NEW DELHI : At least two of every three “doctors” in rural parts of India are informal providers of care, with no qualificat­ions in modern system of medicine, according to India’s first comprehens­ive assessment of public and private health care availabili­ty and quality, as measured by their medical knowledge.

Although 75% of villages have at least one health care provider and a village on average has three primary health providers, 86% of them are private “doctors” and 68% have no formal medical training, found a survey of 1,519 villages across 19 states in 2009 by researcher­s from the Centre for Policy Research (CPR) in New Delhi.

The study by the Centre for Policy Research has been published in the Social Science and Medicine journal.

The Centre for Policy Research study found that formal qualificat­ions were not a predictor of quality-the medical knowledge of informal providers in Tamil Nadu and Karnataka was higher than that of trained doctors in Bihar and Uttar Pradesh.

“Public health clinics and/or MBBS doctors are so few and far between that they are just not an option for most villagers.
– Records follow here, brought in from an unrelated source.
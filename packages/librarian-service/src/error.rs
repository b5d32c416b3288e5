use std::fmt::{Display, Formatter, Result as FmtResult};

pub type Result<T, E = Error> = std::result::Result<T, E>;

/// External model capability a failure came from.
#[derive(Clone, Copy, Debug, PartialEq, Eq)]
pub enum Capability {
	Embedding,
	Reasoning,
}
impl Display for Capability {
	fn fmt(&self, f: &mut Formatter<'_>) -> FmtResult {
		match self {
			Self::Embedding => f.write_str("embedding"),
			Self::Reasoning => f.write_str("reasoning"),
		}
	}
}

#[derive(Debug, thiserror::Error)]
pub enum Error {
	#[error("The {capability} capability is unavailable: {message}")]
	UpstreamUnavailable { capability: Capability, message: String },
	#[error("The {capability} capability timed out: {message}")]
	Timeout { capability: Capability, message: String },
	#[error("Semantic index error: {message}")]
	Index { message: String },
	#[error("Invalid request: {message}")]
	InvalidRequest { message: String },
	#[error("Invalid configuration: {message}")]
	InvalidConfig { message: String },
}
impl Error {
	/// Failures worth retrying later from the caller's side.
	pub fn is_retryable(&self) -> bool {
		matches!(self, Self::UpstreamUnavailable { .. } | Self::Timeout { .. } | Self::Index { .. })
	}

	pub(crate) fn malformed(capability: Capability, message: impl Into<String>) -> Self {
		Self::UpstreamUnavailable { capability, message: message.into() }
	}

	pub(crate) fn from_provider(capability: Capability, err: librarian_providers::Error) -> Self {
		if err.is_timeout() {
			return Self::Timeout { capability, message: err.to_string() };
		}

		Self::UpstreamUnavailable { capability, message: err.to_string() }
	}

	pub(crate) fn from_index(err: librarian_storage::Error) -> Self {
		Self::Index { message: err.to_string() }
	}
}
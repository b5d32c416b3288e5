use std::error::Error;

use vergen_gitcl::{CargoBuilder, Emitter, GitclBuilder};

fn main() -> Result<(), Box<dyn Error>> {
	let cargo = CargoBuilder::all_cargo()?;
	let gitcl = GitclBuilder::all_git()?;

	Emitter::default().add_instructions(&cargo)?.add_instructions(&gitcl)?.emit()?;

	Ok(())
}
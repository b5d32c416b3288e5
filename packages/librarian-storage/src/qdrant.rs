pub const DENSE_VECTOR_NAME: &str = "dense";
pub const SLUG_KEY: &str = "slug";
pub const TITLE_KEY: &str = "title";
pub const SUMMARY_KEY: &str = "summary";

use std::collections::HashMap;

use qdrant_client::{
	Payload,
	qdrant::{
		CreateCollectionBuilder, Distance, PointStruct, Query, QueryPointsBuilder, ScoredPoint,
		UpsertPointsBuilder, Value, Vector, VectorParamsBuilder, VectorsConfigBuilder, value::Kind,
	},
};
use uuid::Uuid;

use librarian_domain::catalog::CatalogEntry;

use crate::{Error, Result};

/// One nearest-neighbor hit. `distance` is cosine distance, lower is closer.
#[derive(Clone, Debug, PartialEq)]
pub struct IndexHit {
	pub id: String,
	pub title: String,
	pub summary: String,
	pub distance: f32,
}

pub struct QdrantStore {
	pub client: qdrant_client::Qdrant,
	pub collection: String,
	pub vector_dim: u32,
}
impl QdrantStore {
	pub fn new(cfg: &librarian_config::Qdrant) -> Result<Self> {
		let client = qdrant_client::Qdrant::from_url(&cfg.url).build()?;

		Ok(Self { client, collection: cfg.collection.clone(), vector_dim: cfg.vector_dim })
	}

	pub async fn collection_exists(&self) -> Result<bool> {
		let response = self.client.list_collections().await?;

		Ok(response.collections.iter().any(|collection| collection.name == self.collection))
	}

	pub async fn ensure_collection(&self) -> Result<()> {
		if self.collection_exists().await? {
			return Ok(());
		}

		let mut vectors_config = VectorsConfigBuilder::default();

		vectors_config.add_named_vector_params(
			DENSE_VECTOR_NAME,
			VectorParamsBuilder::new(self.vector_dim.into(), Distance::Cosine),
		);

		self.client
			.create_collection(
				CreateCollectionBuilder::new(self.collection.clone()).vectors_config(vectors_config),
			)
			.await?;

		tracing::info!(collection = %self.collection, "Qdrant collection created.");

		Ok(())
	}

	/// Drops the collection if present and creates an empty one.
	pub async fn recreate_collection(&self) -> Result<()> {
		if self.collection_exists().await? {
			self.client.delete_collection(self.collection.clone()).await?;

			tracing::info!(collection = %self.collection, "Qdrant collection dropped.");
		}

		self.ensure_collection().await
	}

	/// Upserts catalog entries with their summary embeddings, positionally aligned.
	pub async fn upsert_entries(
		&self,
		entries: &[CatalogEntry],
		vectors: Vec<Vec<f32>>,
	) -> Result<()> {
		if entries.len() != vectors.len() {
			return Err(Error::InvalidArgument(format!(
				"Expected {} vectors, got {}.",
				entries.len(),
				vectors.len()
			)));
		}
		if entries.is_empty() {
			return Ok(());
		}

		let mut points = Vec::with_capacity(entries.len());

		for (entry, vec) in entries.iter().zip(vectors) {
			if vec.len() != self.vector_dim as usize {
				return Err(Error::InvalidArgument(format!(
					"Vector for {:?} has dimension {}, expected {}.",
					entry.title,
					vec.len(),
					self.vector_dim
				)));
			}

			let slug = entry.slug();
			let mut payload = Payload::new();

			payload.insert(SLUG_KEY, slug.clone());
			payload.insert(TITLE_KEY, entry.title.clone());
			payload.insert(SUMMARY_KEY, entry.short_summary.clone());

			let mut vectors = HashMap::new();

			vectors.insert(DENSE_VECTOR_NAME.to_string(), Vector::from(vec));

			points.push(PointStruct::new(point_id(&entry.key()).to_string(), vectors, payload));
		}

		self.client
			.upsert_points(UpsertPointsBuilder::new(self.collection.clone(), points).wait(true))
			.await?;

		Ok(())
	}

	/// Nearest neighbors under cosine distance, closest first.
	///
	/// A missing collection means nothing has been indexed yet and yields no hits.
	pub async fn nearest(&self, vector: Vec<f32>, k: u64) -> Result<Vec<IndexHit>> {
		if k == 0 {
			return Ok(Vec::new());
		}
		if !self.collection_exists().await? {
			tracing::warn!(collection = %self.collection, "Qdrant collection is missing.");

			return Ok(Vec::new());
		}

		let search = QueryPointsBuilder::new(self.collection.clone())
			.query(Query::new_nearest(vector))
			.using(DENSE_VECTOR_NAME)
			.with_payload(true)
			.limit(k);
		let response = self.client.query(search).await?;

		Ok(response.result.into_iter().map(scored_point_to_hit).collect())
	}
}

/// Stable point id for a normalized catalog title.
pub fn point_id(key: &str) -> Uuid {
	Uuid::new_v5(&Uuid::NAMESPACE_OID, key.as_bytes())
}

fn scored_point_to_hit(point: ScoredPoint) -> IndexHit {
	let title = payload_string(&point.payload, TITLE_KEY).unwrap_or_else(|| "unknown".to_string());
	let id = payload_string(&point.payload, SLUG_KEY)
		.unwrap_or_else(|| librarian_domain::slugify(&title));
	let summary = payload_string(&point.payload, SUMMARY_KEY).unwrap_or_default();

	IndexHit { id, title, summary, distance: cosine_distance(point.score) }
}

/// Qdrant reports cosine similarity for cosine collections.
fn cosine_distance(score: f32) -> f32 {
	if !score.is_finite() {
		return f32::MAX;
	}

	(1.0 - score).max(0.0)
}

fn payload_string(payload: &HashMap<String, Value>, key: &str) -> Option<String> {
	let value = payload.get(key)?;

	match &value.kind {
		Some(Kind::StringValue(text)) => Some(text.clone()),
		_ => None,
	}
}
use std::time::Duration;

use reqwest::Client;
use serde_json::Value;

use crate::{Error, Result};

pub async fn embed(
	cfg: &librarian_config::EmbeddingProviderConfig,
	texts: &[String],
) -> Result<Vec<Vec<f32>>> {
	let client = Client::builder().timeout(Duration::from_millis(cfg.timeout_ms)).build()?;
	let url = format!("{}{}", cfg.api_base, cfg.path);
	let body = serde_json::json!({
		"model": cfg.model,
		"input": texts,
		"dimensions": cfg.dimensions,
	});
	let res = client
		.post(url)
		.headers(crate::auth_headers(&cfg.api_key, &cfg.default_headers)?)
		.json(&body)
		.send()
		.await?;
	let json: Value = res.error_for_status()?.json().await?;

	parse_embedding_response(json)
}

fn parse_embedding_response(json: Value) -> Result<Vec<Vec<f32>>> {
	let data = json.get("data").and_then(|v| v.as_array()).ok_or_else(|| {
		Error::InvalidResponse { message: "Embedding response is missing data array.".to_string() }
	})?;
	let mut indexed: Vec<(usize, Vec<f32>)> = Vec::with_capacity(data.len());

	for (fallback_index, item) in data.iter().enumerate() {
		let index = item
			.get("index")
			.and_then(|v| v.as_u64())
			.map(|v| v as usize)
			.unwrap_or(fallback_index);
		let embedding = item.get("embedding").and_then(|v| v.as_array()).ok_or_else(|| {
			Error::InvalidResponse { message: "Embedding item missing embedding array.".to_string() }
		})?;
		let mut vec = Vec::with_capacity(embedding.len());

		for value in embedding {
			let number = value.as_f64().ok_or_else(|| Error::InvalidResponse {
				message: "Embedding value must be numeric.".to_string(),
			})?;

			vec.push(number as f32);
		}

		indexed.push((index, vec));
	}

	indexed.sort_by_key(|(index, _)| *index);

	Ok(indexed.into_iter().map(|(_, vec)| vec).collect())
}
I knew that this was true of places that I had worked in (Madhya Pradesh and West Bengal), but had not realised that this generalise­d to almost every state, except Kerala,” said lead author Jishnu Das, professor at Mccourt School of Public Policy and the Walsh School of Foreign Service, Georgetown University, US, on email.

“Any strategy that does not account for the fact that most of our primary care is delivered by these providers cannot work at this moment,” said Das, who led the study called, ‘Two Indias: The structure of primary health care markets in rural Indian villages with implicatio­ns for policy’.

The study found no correlatio­n between the availabili­ty of care providers and health indicators such as child mortality, which shows that though villagers can choose from multiple providers, they still do not get quality care.